§ About this exercise:
Each line with the word "value" must appear in the answer, copied from the records.

(Stored data)

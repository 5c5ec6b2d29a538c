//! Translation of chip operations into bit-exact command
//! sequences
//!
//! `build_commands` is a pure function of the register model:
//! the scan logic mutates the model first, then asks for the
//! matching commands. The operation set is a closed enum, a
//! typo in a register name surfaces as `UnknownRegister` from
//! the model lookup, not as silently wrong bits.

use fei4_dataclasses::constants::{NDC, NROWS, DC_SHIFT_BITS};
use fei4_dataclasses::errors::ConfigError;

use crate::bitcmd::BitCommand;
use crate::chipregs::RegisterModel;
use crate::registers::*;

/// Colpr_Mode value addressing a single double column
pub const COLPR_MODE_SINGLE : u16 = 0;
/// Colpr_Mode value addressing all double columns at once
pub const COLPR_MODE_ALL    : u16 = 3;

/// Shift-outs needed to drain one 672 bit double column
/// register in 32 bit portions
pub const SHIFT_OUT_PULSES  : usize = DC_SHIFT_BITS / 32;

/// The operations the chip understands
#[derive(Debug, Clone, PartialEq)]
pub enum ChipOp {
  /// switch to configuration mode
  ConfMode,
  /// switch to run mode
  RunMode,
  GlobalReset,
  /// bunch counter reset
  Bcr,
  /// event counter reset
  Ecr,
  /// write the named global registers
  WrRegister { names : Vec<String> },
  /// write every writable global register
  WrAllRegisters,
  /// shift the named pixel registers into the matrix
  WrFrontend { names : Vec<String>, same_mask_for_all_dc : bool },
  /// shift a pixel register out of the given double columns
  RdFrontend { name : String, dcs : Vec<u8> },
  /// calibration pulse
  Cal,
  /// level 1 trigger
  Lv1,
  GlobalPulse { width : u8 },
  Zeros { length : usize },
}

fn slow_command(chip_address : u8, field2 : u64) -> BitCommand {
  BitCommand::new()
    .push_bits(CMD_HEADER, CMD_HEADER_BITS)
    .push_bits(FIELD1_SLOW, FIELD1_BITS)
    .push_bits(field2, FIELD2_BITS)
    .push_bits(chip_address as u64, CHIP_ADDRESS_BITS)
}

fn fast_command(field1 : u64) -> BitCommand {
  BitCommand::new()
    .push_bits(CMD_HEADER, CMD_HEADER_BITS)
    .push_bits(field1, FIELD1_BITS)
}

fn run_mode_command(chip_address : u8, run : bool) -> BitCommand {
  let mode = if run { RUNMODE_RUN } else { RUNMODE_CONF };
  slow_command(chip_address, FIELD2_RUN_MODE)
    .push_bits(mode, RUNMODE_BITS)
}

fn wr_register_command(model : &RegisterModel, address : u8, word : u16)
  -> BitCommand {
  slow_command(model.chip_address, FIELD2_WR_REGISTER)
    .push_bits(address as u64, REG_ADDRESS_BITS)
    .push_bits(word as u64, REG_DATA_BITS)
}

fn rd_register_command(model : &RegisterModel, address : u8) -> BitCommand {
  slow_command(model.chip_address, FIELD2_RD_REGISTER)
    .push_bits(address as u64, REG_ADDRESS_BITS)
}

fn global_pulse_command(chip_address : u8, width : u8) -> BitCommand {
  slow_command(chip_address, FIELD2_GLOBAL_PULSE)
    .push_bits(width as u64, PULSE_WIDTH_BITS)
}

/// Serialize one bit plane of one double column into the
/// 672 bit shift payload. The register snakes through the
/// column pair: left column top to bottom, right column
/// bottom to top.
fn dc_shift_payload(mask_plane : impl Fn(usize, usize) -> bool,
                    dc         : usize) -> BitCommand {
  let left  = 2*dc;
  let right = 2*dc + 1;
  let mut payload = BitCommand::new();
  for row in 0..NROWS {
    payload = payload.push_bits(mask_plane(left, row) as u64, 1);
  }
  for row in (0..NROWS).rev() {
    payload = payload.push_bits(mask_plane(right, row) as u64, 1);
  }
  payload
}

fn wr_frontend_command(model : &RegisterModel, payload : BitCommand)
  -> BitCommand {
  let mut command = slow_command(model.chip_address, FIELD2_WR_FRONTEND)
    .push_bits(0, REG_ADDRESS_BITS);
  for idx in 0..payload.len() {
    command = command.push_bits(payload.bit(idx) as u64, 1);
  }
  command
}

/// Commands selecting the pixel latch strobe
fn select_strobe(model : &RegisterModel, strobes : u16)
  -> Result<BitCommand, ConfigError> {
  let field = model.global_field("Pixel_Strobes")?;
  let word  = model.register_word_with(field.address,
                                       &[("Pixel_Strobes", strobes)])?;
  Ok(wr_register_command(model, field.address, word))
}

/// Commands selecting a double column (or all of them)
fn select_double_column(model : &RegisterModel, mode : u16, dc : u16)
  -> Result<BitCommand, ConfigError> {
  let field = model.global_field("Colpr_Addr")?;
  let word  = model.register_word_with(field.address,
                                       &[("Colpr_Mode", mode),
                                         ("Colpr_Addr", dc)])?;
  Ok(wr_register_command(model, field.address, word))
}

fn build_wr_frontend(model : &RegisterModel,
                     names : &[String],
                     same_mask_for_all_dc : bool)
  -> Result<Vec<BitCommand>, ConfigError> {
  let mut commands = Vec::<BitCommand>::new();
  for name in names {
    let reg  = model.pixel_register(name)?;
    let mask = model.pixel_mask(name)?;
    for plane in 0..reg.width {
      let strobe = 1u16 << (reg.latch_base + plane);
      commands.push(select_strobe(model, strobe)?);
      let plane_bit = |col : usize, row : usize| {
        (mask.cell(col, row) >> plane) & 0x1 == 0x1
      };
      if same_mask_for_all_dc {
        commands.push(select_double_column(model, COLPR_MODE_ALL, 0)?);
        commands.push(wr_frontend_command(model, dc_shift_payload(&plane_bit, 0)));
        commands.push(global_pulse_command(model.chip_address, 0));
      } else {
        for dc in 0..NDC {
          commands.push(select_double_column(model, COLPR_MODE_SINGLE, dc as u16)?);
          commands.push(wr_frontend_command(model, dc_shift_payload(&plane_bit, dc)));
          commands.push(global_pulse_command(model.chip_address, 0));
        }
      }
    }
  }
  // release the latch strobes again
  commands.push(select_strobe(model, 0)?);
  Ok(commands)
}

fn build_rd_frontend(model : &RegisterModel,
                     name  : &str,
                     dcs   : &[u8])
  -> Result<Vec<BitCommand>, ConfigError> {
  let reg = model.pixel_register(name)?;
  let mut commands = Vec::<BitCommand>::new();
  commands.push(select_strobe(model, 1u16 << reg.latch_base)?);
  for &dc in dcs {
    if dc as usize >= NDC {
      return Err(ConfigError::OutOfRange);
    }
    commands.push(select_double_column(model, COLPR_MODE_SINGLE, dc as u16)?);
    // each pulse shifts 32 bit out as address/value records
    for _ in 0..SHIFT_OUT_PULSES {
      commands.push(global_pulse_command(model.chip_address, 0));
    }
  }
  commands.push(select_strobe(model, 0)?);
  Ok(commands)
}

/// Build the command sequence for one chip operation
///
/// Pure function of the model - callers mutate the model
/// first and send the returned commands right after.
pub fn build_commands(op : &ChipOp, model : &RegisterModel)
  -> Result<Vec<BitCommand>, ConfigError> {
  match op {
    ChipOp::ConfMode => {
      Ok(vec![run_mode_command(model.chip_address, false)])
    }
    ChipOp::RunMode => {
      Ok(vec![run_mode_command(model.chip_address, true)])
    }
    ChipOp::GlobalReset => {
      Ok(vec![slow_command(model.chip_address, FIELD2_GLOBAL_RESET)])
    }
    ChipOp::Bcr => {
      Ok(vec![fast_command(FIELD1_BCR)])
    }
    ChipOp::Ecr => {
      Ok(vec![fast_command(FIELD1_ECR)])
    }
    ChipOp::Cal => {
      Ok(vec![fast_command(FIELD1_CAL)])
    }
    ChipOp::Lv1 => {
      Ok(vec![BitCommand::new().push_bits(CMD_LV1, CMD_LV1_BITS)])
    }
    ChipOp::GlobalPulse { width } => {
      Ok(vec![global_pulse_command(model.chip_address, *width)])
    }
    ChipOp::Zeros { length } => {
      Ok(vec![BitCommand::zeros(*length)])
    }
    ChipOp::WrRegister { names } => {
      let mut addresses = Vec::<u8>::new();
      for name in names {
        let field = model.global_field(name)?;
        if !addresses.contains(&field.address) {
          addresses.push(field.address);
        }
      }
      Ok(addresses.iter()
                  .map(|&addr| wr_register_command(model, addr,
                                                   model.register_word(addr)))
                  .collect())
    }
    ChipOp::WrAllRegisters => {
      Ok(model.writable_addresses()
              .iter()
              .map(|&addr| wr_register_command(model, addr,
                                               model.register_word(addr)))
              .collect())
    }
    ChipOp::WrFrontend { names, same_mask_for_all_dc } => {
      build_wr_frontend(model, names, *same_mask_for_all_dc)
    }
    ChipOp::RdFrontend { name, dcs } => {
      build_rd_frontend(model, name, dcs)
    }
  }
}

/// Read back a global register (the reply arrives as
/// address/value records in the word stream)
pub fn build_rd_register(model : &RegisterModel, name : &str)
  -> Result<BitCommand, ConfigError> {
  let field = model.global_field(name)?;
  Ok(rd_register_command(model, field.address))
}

§ Output for this exercise:
/// Colpr_Mode value addressing a single double column
/// Colpr_Mode value addressing all double columns at once
    // each pulse shifts 32 bit out as address/value records
/// address/value records in the word stream)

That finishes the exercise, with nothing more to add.